The State Technology and Science Index provides a benchmark for states to assess their science and technology capabilities as well as the broader ecosystem that contributes to job and wealth creation. The index computes and measures 79 individual indicators relative to population, gross state product (GSP), number of establishments, number of businesses, and other factors. Data sources include government agencies, foundations, and private sources. The states are ranked in descending order with the top state being assigned a score of 100, the runner-up a score of 98, and the 50th state a score of 2. The indicators are then combined to create these five composite rankings:
Research and development inputs: We examine a state's R&D capacity to see if it has facilities that can attract funding and create innovations that can be commercialized.
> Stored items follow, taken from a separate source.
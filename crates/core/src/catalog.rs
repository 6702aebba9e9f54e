//! SAT catalog codes accepted by the stamping provider.
//!
//! Only the subset of each catalog this workflow issues is listed; codes
//! outside it are treated as unknown by the normalizer.

use serde::{Deserialize, Serialize};

/// "Sin obligaciones fiscales", the only regime valid for generic RFCs.
pub const REGIME_GENERIC: &str = "616";
/// "General de Ley Personas Morales".
pub const REGIME_NORMAL: &str = "601";
/// "Sin efectos fiscales".
pub const CFDI_USE_NO_FISCAL_EFFECT: &str = "S01";
/// "Pagos", the use code for payment complements.
pub const CFDI_USE_PAYMENTS: &str = "CP01";
/// "Transferencia electrónica de fondos".
pub const PAYMENT_FORM_TRANSFER: &str = "03";
/// "Por definir".
pub const PAYMENT_FORM_TO_BE_DEFINED: &str = "99";

const FISCAL_REGIMES: &[(&str, &str)] = &[
    ("601", "General de Ley Personas Morales"),
    ("603", "Personas Morales con Fines no Lucrativos"),
    ("605", "Sueldos y Salarios"),
    ("612", "Personas Físicas con Actividades Empresariales y Profesionales"),
    ("616", "Sin obligaciones fiscales"),
    ("621", "Incorporación Fiscal"),
    ("625", "Régimen Simplificado de Confianza"),
];

const PAYMENT_FORMS: &[(&str, &str)] = &[
    ("01", "Efectivo"),
    ("02", "Cheque nominativo"),
    ("03", "Transferencia electrónica de fondos"),
    ("04", "Tarjeta de crédito"),
    ("05", "Monedero electrónico"),
    ("06", "Dinero electrónico"),
    ("28", "Tarjeta de débito"),
    ("29", "Tarjeta de servicios"),
    ("99", "Por definir"),
];

const PAYMENT_METHODS: &[(&str, &str)] = &[
    ("PUE", "Pago en una sola exhibición"),
    ("PPD", "Pago en parcialidades o diferido"),
];

const CFDI_USES: &[(&str, &str)] = &[
    ("G01", "Adquisición de mercancías"),
    ("G03", "Gastos en general"),
    ("P01", "Por definir"),
    ("S01", "Sin efectos fiscales"),
    ("CP01", "Pagos"),
];

#[derive(Debug, Clone, Copy, PartialEq, Eq, Serialize, Deserialize)]
#[serde(rename_all = "snake_case")]
pub enum Catalog {
    FiscalRegime,
    PaymentForm,
    PaymentMethod,
    CfdiUse,
}

impl Catalog {
    pub const ALL: [Catalog; 4] = [
        Catalog::FiscalRegime,
        Catalog::PaymentForm,
        Catalog::PaymentMethod,
        Catalog::CfdiUse,
    ];

    pub fn title(&self) -> &'static str {
        match self {
            Catalog::FiscalRegime => "Fiscal regimes",
            Catalog::PaymentForm => "Payment forms",
            Catalog::PaymentMethod => "Payment methods",
            Catalog::CfdiUse => "CFDI uses",
        }
    }
}

pub fn entries(catalog: Catalog) -> &'static [(&'static str, &'static str)] {
    match catalog {
        Catalog::FiscalRegime => FISCAL_REGIMES,
        Catalog::PaymentForm => PAYMENT_FORMS,
        Catalog::PaymentMethod => PAYMENT_METHODS,
        Catalog::CfdiUse => CFDI_USES,
    }
}

fn lookup(table: &'static [(&'static str, &'static str)], code: &str) -> Option<&'static str> {
    table.iter().find(|(c, _)| *c == code).map(|(_, label)| *label)
}

pub fn regime_label(code: &str) -> Option<&'static str> {
    lookup(FISCAL_REGIMES, code)
}

pub fn payment_form_label(code: &str) -> Option<&'static str> {
    lookup(PAYMENT_FORMS, code)
}

pub fn payment_method_label(code: &str) -> Option<&'static str> {
    lookup(PAYMENT_METHODS, code)
}

pub fn cfdi_use_label(code: &str) -> Option<&'static str> {
    lookup(CFDI_USES, code)
}

pub fn is_known_regime(code: &str) -> bool {
    regime_label(code).is_some()
}

/// Default values substituted by the normalizer.
#[derive(Debug, Clone, PartialEq, Eq, Serialize, Deserialize)]
pub struct FiscalDefaults {
    pub expedition_place: String,
    pub receiver_tax_zip_code: String,
    pub receiver_fiscal_regime_normal: String,
    pub receiver_fiscal_regime_generic: String,
}

impl Default for FiscalDefaults {
    fn default() -> Self {
        Self {
            expedition_place: "78000".to_string(),
            receiver_tax_zip_code: "78000".to_string(),
            receiver_fiscal_regime_normal: REGIME_NORMAL.to_string(),
            receiver_fiscal_regime_generic: REGIME_GENERIC.to_string(),
        }
    }
}

#[cfg(test)]
mod tests {
    use super::*;

    #[test]
    fn labels() {
        assert_eq!(regime_label("616"), Some("Sin obligaciones fiscales"));
        assert_eq!(payment_form_label("03"), Some("Transferencia electrónica de fondos"));
        assert_eq!(payment_method_label("PPD"), Some("Pago en parcialidades o diferido"));
        assert_eq!(cfdi_use_label("S01"), Some("Sin efectos fiscales"));
        assert_eq!(regime_label("999"), None);
    }

    #[test]
    fn defaults_are_catalog_members() {
        let d = FiscalDefaults::default();
        assert!(is_known_regime(&d.receiver_fiscal_regime_normal));
        assert!(is_known_regime(&d.receiver_fiscal_regime_generic));
        assert!(cfdi_use_label(CFDI_USE_NO_FISCAL_EFFECT).is_some());
        assert!(cfdi_use_label(CFDI_USE_PAYMENTS).is_some());
        assert!(payment_form_label(PAYMENT_FORM_TRANSFER).is_some());
    }

    #[test]
    fn every_catalog_has_entries() {
        for catalog in Catalog::ALL {
            assert!(!entries(catalog).is_empty(), "{}", catalog.title());
        }
    }
}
The category includes measures such as industrial, academic, and federal R&D; Small Business Innovation Research awards; and the Small Business Technology Transfer program, among others.
Risk capital and entrepreneurial infrastructure: The entrepreneurial capacity and risk capital infrastructure of states are the ingredients that determine the success rate of converting research into commercially viable technology services and products. We include several measures of venture capital activity as well as entrepreneurial pursuits, including patenting activity, business formations, and initial public offerings.
Human capital investment: Human capital is the most important intangible asset of a regional or state economy. We look at indicators that suggest the skill levels of the current and future workforce. Examples include the number of bachelor's, master's and doctorate degrees relative to a state's population, and measures specific to science, engineering and technology degrees.
Technology and science workforce: The intensity of the technology and science workforce indicates whether states have sufficient depth of high-end technical talent. Intensity is derived from the share of employment in a particular field relative to total state employment. We look at 47 occupation categories in three main areas of employment: computer and information sciences, life and physical sciences, and engineering.
Technology concentration and dynamism: By measuring technology growth, we are able to assess how effective policymakers and other stakeholders have been at transforming regional assets into regional prosperity. This includes measures such as the percent of establishments, employment and payrolls that are in high-tech categories. It also measures growth in a number of technology categories.